46%​ – Fleurets found that the average price​ of a trading freehold pub fell by 34.7% during the Covid-19 pandemic while the average leasehold pub price plummeted by 46%

£746m​ – the loss incurred​ by the UK’s largest pub company, Stonegate, during the 12 months to September 2020.

1709​ – the last time the UK economy experienced a larger slump than the 9.9% drop in GDP in 2020 was following the Great Frost of 1709​, when the economy shrank by 13%. 

48%​ – food and beverage service output from venues such as pubs almost halved​ (48%) over the past year according to the Office for National Statistics 

£7m​ – the weekly cash burn​ of pub operator and brewer Greene King during lockdown, according to its CEO Nick Mackenzie. 

£2bn​ – hospitality sector rent debt from 2020​, according to UKHospitality’s Kate Nicholls.  

47%​ – The number of hospitality shifts worked in 2020 was 47% lower than 2019’s overall figure​ – peaking at a 97% drop during the toughest months of the sector’s shutdown, according to Wagestream. 

£112m​ – while Corona remained the world’s most valuable beer brand according to figures from Brand Finance,​£112m dropped off its brand value due to the pandemic.

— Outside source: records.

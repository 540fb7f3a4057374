use std::env;

use crate::error::IngestError;

const DEFAULT_HTTP_PORT: &str = "4567";
const DEFAULT_STORAGE_SERVICE_ADDRESS: &str = "ws://localhost:7890";
const DEFAULT_QUEUE_ENDPOINT: &str = "http://localhost:9324";

#[derive(Debug, Clone)]
pub struct Settings {
    /// HTTP port of the long-running service (`POST /logs`, `GET /v1/health`)
    pub http_port: u16,
    /// WebSocket address of the storage service
    pub storage_service_address: String,
    /// Work queue used by the event-triggered entry point
    pub queue_name: Option<String>,
    /// SQS-compatible endpoint hosting `queue_name`
    pub queue_endpoint: String,
}

impl Settings {
    /// Validates the settings and returns an error if invalid.
    pub fn validate(&self) -> Result<(), IngestError> {
        validate_port(self.http_port)?;
        validate_url(
            &self.storage_service_address,
            &["ws", "wss"],
            "STORAGE_SERVICE_ADDRESS",
        )?;
        validate_url(&self.queue_endpoint, &["http", "https"], "QUEUE_ENDPOINT")?;
        if let Some(queue_name) = &self.queue_name {
            if queue_name.trim().is_empty() {
                return Err(IngestError::Config("Queue name cannot be empty".into()));
            }
        }
        Ok(())
    }

    /// Queue name, required by the event-triggered entry point.
    pub fn require_queue_name(&self) -> Result<&str, IngestError> {
        self.queue_name.as_deref().ok_or_else(|| {
            IngestError::Config("Missing required environment variable: QUEUE_NAME".into())
        })
    }
}

/// Validates that the port is in valid range (1-65535).
fn validate_port(port: u16) -> Result<(), IngestError> {
    if port == 0 {
        return Err(IngestError::Config("Port cannot be 0".into()));
    }
    Ok(())
}

/// Validates that `url` uses one of `schemes` and names a host.
fn validate_url(url: &str, schemes: &[&str], name: &str) -> Result<(), IngestError> {
    let Some((scheme, rest)) = url.split_once("://") else {
        return Err(IngestError::Config(format!("{name} must be an absolute URL")));
    };
    if !schemes.contains(&scheme) {
        return Err(IngestError::Config(format!(
            "{name} must use one of {schemes:?}, got {scheme:?}"
        )));
    }
    let host = rest.split(['/', ':']).next().unwrap_or_default();
    if host.trim().is_empty() {
        return Err(IngestError::Config(format!("{name} has no host")));
    }
    Ok(())
}

pub fn get_configuration() -> Result<Settings, Box<dyn std::error::Error>> {
    let http_port = env::var("HTTP_PORT")
        .unwrap_or_else(|_| DEFAULT_HTTP_PORT.to_string())
        .parse::<u16>()?;
    let storage_service_address = env::var("STORAGE_SERVICE_ADDRESS")
        .unwrap_or_else(|_| DEFAULT_STORAGE_SERVICE_ADDRESS.to_string());
    let queue_name = env::var("QUEUE_NAME").ok();
    let queue_endpoint =
        env::var("QUEUE_ENDPOINT").unwrap_or_else(|_| DEFAULT_QUEUE_ENDPOINT.to_string());

    let settings = Settings {
        http_port,
        storage_service_address,
        queue_name,
        queue_endpoint,
    };

    // Validate settings before returning
    settings.validate()?;

    Ok(settings)
}

#[cfg(test)]
mod tests {
    use super::*;

    fn settings() -> Settings {
        Settings {
            http_port: 4567,
            storage_service_address: "ws://localhost:7890".into(),
            queue_name: Some("device-logs".into()),
            queue_endpoint: "http://localhost:9324".into(),
        }
    }

    #[test]
    fn test_validate_port_valid() {
        assert!(validate_port(80).is_ok());
        assert!(validate_port(4567).is_ok());
        assert!(validate_port(65535).is_ok());
        assert!(validate_port(1).is_ok());
    }

    #[test]
    fn test_validate_port_zero_fails() {
        let result = validate_port(0);
        assert!(result.is_err());
        let err = result.unwrap_err();
        assert!(err.to_string().contains("Port cannot be 0"));
    }

    #[test]
    fn test_validate_url() {
        assert!(validate_url("ws://localhost:7890", &["ws", "wss"], "X").is_ok());
        assert!(validate_url("wss://storage.example.com/logs", &["ws", "wss"], "X").is_ok());
        assert!(validate_url("http://localhost:7890", &["ws", "wss"], "X").is_err());
        assert!(validate_url("localhost:7890", &["ws", "wss"], "X").is_err());
        assert!(validate_url("ws://:7890", &["ws", "wss"], "X").is_err());
    }

    #[test]
    fn test_settings_validate_success() {
        assert!(settings().validate().is_ok());
    }

    #[test]
    fn test_settings_validate_without_queue_name() {
        let settings = Settings {
            queue_name: None,
            ..settings()
        };
        assert!(settings.validate().is_ok());
        assert!(settings.require_queue_name().is_err());
    }

    #[test]
    fn test_settings_validate_blank_queue_name_fails() {
        let settings = Settings {
            queue_name: Some("  ".into()),
            ..settings()
        };
        let err = settings.validate().unwrap_err();
        assert!(err.to_string().contains("Queue name cannot be empty"));
    }

    #[test]
    fn test_settings_validate_zero_http_port_fails() {
        let settings = Settings {
            http_port: 0,
            ..settings()
        };
        assert!(settings.validate().is_err());
    }

    #[test]
    fn test_settings_validate_bad_storage_address_fails() {
        let settings = Settings {
            storage_service_address: "tcp://localhost:7890".into(),
            ..settings()
        };
        let err = settings.validate().unwrap_err();
        assert!(err.to_string().contains("STORAGE_SERVICE_ADDRESS"));
    }
}
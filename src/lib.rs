#![warn(rust_2018_idioms)]

pub mod adapter;
pub mod app;
pub mod config;
pub mod decoder;
pub mod domain;
pub mod encoder;
pub mod error;
pub mod handler;
pub mod healthcheck;
pub mod invocation;
pub mod pipeline;
pub mod port;
pub mod response;
pub mod simulator;
pub mod test_support;

pub use healthcheck::healthcheck_with_port;
pub use pipeline::IngestPipeline;
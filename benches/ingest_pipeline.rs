use criterion::{BenchmarkId, Criterion, black_box, criterion_group, criterion_main};
use log_ingest::decoder::decode;
use log_ingest::encoder::{encode, encode_to_vec};
use log_ingest::response::{PipelineOutcome, build};

fn make_body(message_len: usize) -> Vec<u8> {
    serde_json::json!({
        "deviceId": 42,
        "timeStamp": 1_700_000_000_123_i64,
        "eventType": "WARNING",
        "eventMessage": "x".repeat(message_len),
    })
    .to_string()
    .into_bytes()
}

// =========================================================================
// Benchmarks
// =========================================================================

fn bench_decode(c: &mut Criterion) {
    let mut group = c.benchmark_group("decode");

    for size in [16, 256, 4096] {
        let body = make_body(size);
        group.bench_with_input(BenchmarkId::new("valid", size), &body, |b, body| {
            b.iter(|| decode(black_box(Some(body.as_slice()))));
        });
    }

    let missing = br#"{"deviceId":42,"timeStamp":1,"eventType":"WARNING"}"#;
    group.bench_function("missing_field", |b| {
        b.iter(|| decode(black_box(Some(&missing[..]))));
    });

    group.finish();
}

fn bench_encode(c: &mut Criterion) {
    let mut group = c.benchmark_group("encode");

    for size in [16, 256, 4096] {
        let event = decode(Some(&make_body(size))).unwrap();
        group.bench_with_input(BenchmarkId::new("record", size), &event, |b, event| {
            b.iter(|| encode(black_box(event)));
        });
        group.bench_with_input(BenchmarkId::new("to_vec", size), &event, |b, event| {
            b.iter(|| encode_to_vec(black_box(event)));
        });
    }

    group.finish();
}

fn bench_ingest_hot_path(c: &mut Criterion) {
    let mut group = c.benchmark_group("ingest_hot_path");

    for size in [16, 256, 4096] {
        let body = make_body(size);
        // decode + encode + response, without the transport
        group.bench_with_input(BenchmarkId::new("decode+encode+build", size), &body, |b, body| {
            b.iter(|| {
                let event = decode(black_box(Some(body.as_slice()))).unwrap();
                let payload = encode_to_vec(&event);
                let response = build(&PipelineOutcome::Delivered {
                    device_id: event.device_id,
                });
                (payload, response.body_json())
            });
        });
    }

    group.finish();
}

criterion_group!(benches, bench_decode, bench_encode, bench_ingest_hot_path);
criterion_main!(benches);
use tracing::debug;

const HEALTHY: &str = "Healthy";

/// Handler for GET /v1/health
///
/// Liveness only: storage connectivity is reported per request instead.
pub async fn health_handler() -> &'static str {
    debug!("Health check requested");
    HEALTHY
}
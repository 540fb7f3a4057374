pub mod health;
pub mod ingest;
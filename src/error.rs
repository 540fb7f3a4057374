use thiserror::Error;

#[derive(Error, Debug)]
pub enum IngestError {
    #[error("Failed to load configuration: {0}")]
    Config(String),

    #[error("Failed to bind to address {address}: {source}")]
    Bind {
        address: String,
        #[source]
        source: std::io::Error,
    },

    #[error("Invalid invocation event: {0}")]
    Invocation(String),

    #[error("Server error: {0}")]
    Server(#[from] std::io::Error),

    #[error(transparent)]
    Simulator(#[from] anyhow::Error),
}

/// Reasons a request body cannot be turned into a `LogEvent`.
#[derive(Error, Debug, Clone, PartialEq, Eq)]
pub enum DecodeError {
    #[error("no body provided")]
    EmptyBody,

    #[error("malformed body: {0}")]
    Malformed(String),

    #[error("missing required field `{0}`")]
    MissingField(&'static str),

    #[error("unknown event type `{0}`")]
    UnknownSeverity(String),
}

/// Delivery failures reported by a `DeliveryTransport`.
#[derive(Error, Debug, Clone, PartialEq, Eq)]
pub enum TransportError {
    #[error("not connected")]
    NotConnected,

    #[error("failed to resolve queue `{queue}`: {reason}")]
    Resolve { queue: String, reason: String },

    #[error("publish failed: {0}")]
    Publish(String),

    #[error("send failed: {0}")]
    Send(String),
}
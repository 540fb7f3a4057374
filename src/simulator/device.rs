use crate::domain::LogEvent;
use crate::response::ResponseBody;
use anyhow::{Context, bail};
use tracing::{debug, info};

/// One emulated device posting to the ingest endpoint.
#[derive(Clone)]
pub struct Device {
    id: i32,
    client: reqwest::Client,
    target: String,
}

impl Device {
    pub fn new(id: i32, client: reqwest::Client, target: impl Into<String>) -> Self {
        Self {
            id,
            client,
            target: target.into(),
        }
    }

    pub fn id(&self) -> i32 {
        self.id
    }

    /// POST one event and return the service's answer.
    pub async fn transmit(&self, event: &LogEvent) -> anyhow::Result<ResponseBody> {
        debug!(device_id = self.id, "Radio activated");
        let response = self
            .client
            .post(&self.target)
            .json(event)
            .send()
            .await
            .with_context(|| format!("Device {} could not reach {}", self.id, self.target))?;
        debug!(device_id = self.id, "Radio deactivated");

        let status = response.status();
        let body: ResponseBody = response
            .json()
            .await
            .with_context(|| format!("Device {} got an unreadable response", self.id))?;

        if !status.is_success() {
            bail!(
                "Device {} transmission rejected with {}: {}",
                self.id,
                status,
                body.message
            );
        }

        info!(device_id = self.id, "Transmission successful");
        Ok(body)
    }
}
//! Persistent WebSocket session to the storage service.

mod state;
mod transport;

pub use state::ConnectionState;
pub use transport::SocketTransport;
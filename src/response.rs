//! Caller-facing responses.
//!
//! `build` is a pure function of the pipeline outcome; the two serialized
//! forms are the plain service body and the API-gateway proxy response.

use crate::error::{DecodeError, TransportError};
use serde::{Deserialize, Serialize};

#[derive(Serialize, Deserialize, Clone, Copy, Debug, PartialEq, Eq)]
#[serde(rename_all = "UPPERCASE")]
pub enum ResponseStatus {
    Success,
    Error,
}

/// What happened to one request.
#[derive(Debug, Clone, PartialEq, Eq)]
pub enum PipelineOutcome {
    Delivered { device_id: i32 },
    DecodeFailed(DecodeError),
    DeliveryFailed { device_id: i32, reason: TransportError },
}

#[derive(Debug, Clone, PartialEq, Eq)]
pub struct ApiResponse {
    pub status: ResponseStatus,
    pub message: String,
    pub status_code: u16,
}

/// `{"status": ..., "message": ...}`
#[derive(Serialize, Deserialize, Debug, Clone, PartialEq, Eq)]
pub struct ResponseBody {
    pub status: ResponseStatus,
    pub message: String,
}

/// Proxy-integration response returned by the event-triggered entry point.
#[derive(Serialize, Deserialize, Debug, Clone, PartialEq, Eq)]
#[serde(rename_all = "camelCase")]
pub struct GatewayResponse {
    pub status_code: u16,
    pub is_base64_encoded: bool,
    /// Serialized `ResponseBody`.
    pub body: String,
}

pub const NO_BODY_MESSAGE: &str = "There was no body provided with the request";

impl ApiResponse {
    pub fn new(status: ResponseStatus, message: impl Into<String>, status_code: u16) -> Self {
        Self {
            status,
            message: message.into(),
            status_code,
        }
    }

    pub fn is_success(&self) -> bool {
        self.status == ResponseStatus::Success
    }

    pub fn body(&self) -> ResponseBody {
        ResponseBody {
            status: self.status,
            message: self.message.clone(),
        }
    }

    pub fn body_json(&self) -> String {
        // a struct of an enum and a String always serializes
        serde_json::to_string(&self.body()).unwrap_or_default()
    }

    pub fn to_gateway(&self) -> GatewayResponse {
        GatewayResponse {
            status_code: self.status_code,
            is_base64_encoded: false,
            body: self.body_json(),
        }
    }

    pub fn gateway_json(&self) -> String {
        serde_json::to_string(&self.to_gateway()).unwrap_or_default()
    }
}

pub fn build(outcome: &PipelineOutcome) -> ApiResponse {
    match outcome {
        PipelineOutcome::Delivered { device_id } => ApiResponse::new(
            ResponseStatus::Success,
            format!("Message from device:{device_id} successfully processed"),
            200,
        ),
        PipelineOutcome::DecodeFailed(DecodeError::EmptyBody) => {
            ApiResponse::new(ResponseStatus::Error, NO_BODY_MESSAGE, 400)
        }
        PipelineOutcome::DecodeFailed(e) => ApiResponse::new(
            ResponseStatus::Error,
            format!("Request message could not be parsed: {e}"),
            400,
        ),
        PipelineOutcome::DeliveryFailed { device_id, reason } => {
            let status_code = match reason {
                TransportError::NotConnected => 503,
                _ => 502,
            };
            ApiResponse::new(
                ResponseStatus::Error,
                format!("Message from device:{device_id} could not be delivered: {reason}"),
                status_code,
            )
        }
    }
}
use crate::adapter::SocketTransport;
use crate::config::Settings;
use crate::pipeline::IngestPipeline;
use crate::port::DeliveryTransport;
use std::sync::Arc;

/// Shared state of the long-running service.
pub struct AppState {
    pub pipeline: IngestPipeline,
    pub storage: Arc<SocketTransport>,
}

impl AppState {
    /// Create `AppState` from configuration settings.
    ///
    /// Starts connecting to the storage service; requests arriving before the
    /// connection opens are answered with a delivery failure.
    #[must_use]
    pub fn from_settings(settings: &Settings) -> Self {
        let storage = SocketTransport::connect(settings.storage_service_address.clone());
        let transport: Arc<dyn DeliveryTransport> = storage.clone();

        Self {
            pipeline: IngestPipeline::new(transport),
            storage,
        }
    }
}
use crate::error::TransportError;
use bytes::Bytes;
use std::future::Future;
use std::pin::Pin;

/// A single message to publish on a work queue.
#[derive(Debug, Clone, PartialEq, Eq)]
pub struct OutboundMessage {
    pub queue_url: String,
    pub body: String,
    /// Binary message attributes, keyed by attribute name.
    pub binary_attributes: Vec<(String, Bytes)>,
}

/// Minimal work-queue API needed by `QueueTransport`.
pub trait QueueClient: Send + Sync {
    /// Resolve a queue name to the URL used for publishing.
    fn queue_url<'a>(
        &'a self,
        queue_name: &'a str,
    ) -> Pin<Box<dyn Future<Output = Result<String, TransportError>> + Send + 'a>>;

    /// Publish one message and return the provider's message id.
    fn send_message(
        &self,
        message: OutboundMessage,
    ) -> Pin<Box<dyn Future<Output = Result<String, TransportError>> + Send + '_>>;
}
//! Event-triggered entry point.
//!
//! One invocation handles one proxy event: the request body is pulled out of
//! the event, run through the pipeline and answered with a gateway response.

use crate::error::{DecodeError, IngestError};
use crate::pipeline::IngestPipeline;
use crate::response::{GatewayResponse, PipelineOutcome, build};
use base64::Engine;
use base64::engine::general_purpose::STANDARD;
use serde::Deserialize;
use tokio::io::{AsyncRead, AsyncReadExt, AsyncWrite, AsyncWriteExt};
use tracing::{info, instrument, warn};

/// The subset of an API-gateway proxy event this handler needs.
#[derive(Deserialize, Debug, Default)]
#[serde(rename_all = "camelCase")]
pub struct GatewayEvent {
    #[serde(default)]
    pub body: Option<String>,
    #[serde(default)]
    pub is_base64_encoded: bool,
}

impl GatewayEvent {
    fn body_bytes(&self) -> Result<Option<Vec<u8>>, DecodeError> {
        match &self.body {
            None => Ok(None),
            Some(body) if self.is_base64_encoded => STANDARD
                .decode(body)
                .map(Some)
                .map_err(|e| DecodeError::Malformed(format!("invalid base64 body: {e}"))),
            Some(body) => Ok(Some(body.as_bytes().to_vec())),
        }
    }
}

/// Handle one raw invocation event.
#[instrument(skip_all, fields(event_size = event.len()))]
pub async fn handle_invocation(event: &[u8], pipeline: &IngestPipeline) -> GatewayResponse {
    let event: GatewayEvent = match serde_json::from_slice(event) {
        Ok(event) => event,
        Err(e) => {
            warn!(error = %e, "Invocation event could not be parsed");
            return build(&PipelineOutcome::DecodeFailed(DecodeError::Malformed(e.to_string())))
                .to_gateway();
        }
    };

    if let Some(body) = &event.body {
        info!(body = %body, "Received request body");
    }

    let body = match event.body_bytes() {
        Ok(body) => body,
        Err(e) => return build(&PipelineOutcome::DecodeFailed(e)).to_gateway(),
    };

    pipeline.process(body.as_deref()).await.to_gateway()
}

/// Read one event from `input`, handle it and write the response to `output`.
pub async fn run_invocation<R, W>(
    mut input: R,
    mut output: W,
    pipeline: &IngestPipeline,
) -> Result<GatewayResponse, IngestError>
where
    R: AsyncRead + Unpin,
    W: AsyncWrite + Unpin,
{
    let mut event = Vec::new();
    input.read_to_end(&mut event).await?;

    let response = handle_invocation(&event, pipeline).await;

    let json = serde_json::to_vec(&response)
        .map_err(|e| IngestError::Invocation(format!("Failed to serialize response: {e}")))?;
    output.write_all(&json).await?;
    output.flush().await?;

    Ok(response)
}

821 years​ – Figures from hospitality software provider Fourth found that the Government-backed Eat Out to Help Out scheme increased the scheduled hours worked by hospitality staff​ from 12.9m in July to 20.1m in August – an extra 821 years’ worth of extra work. 

£542m​ – According to analysis from S4labour, the online labour-scheduling management system from Catton Hospitality, pubs, bars and restaurants face a collective monthly furlough bill of £542m

228​ – the number of calls made per month, on average, to the Licensed Trade Charity during 2020.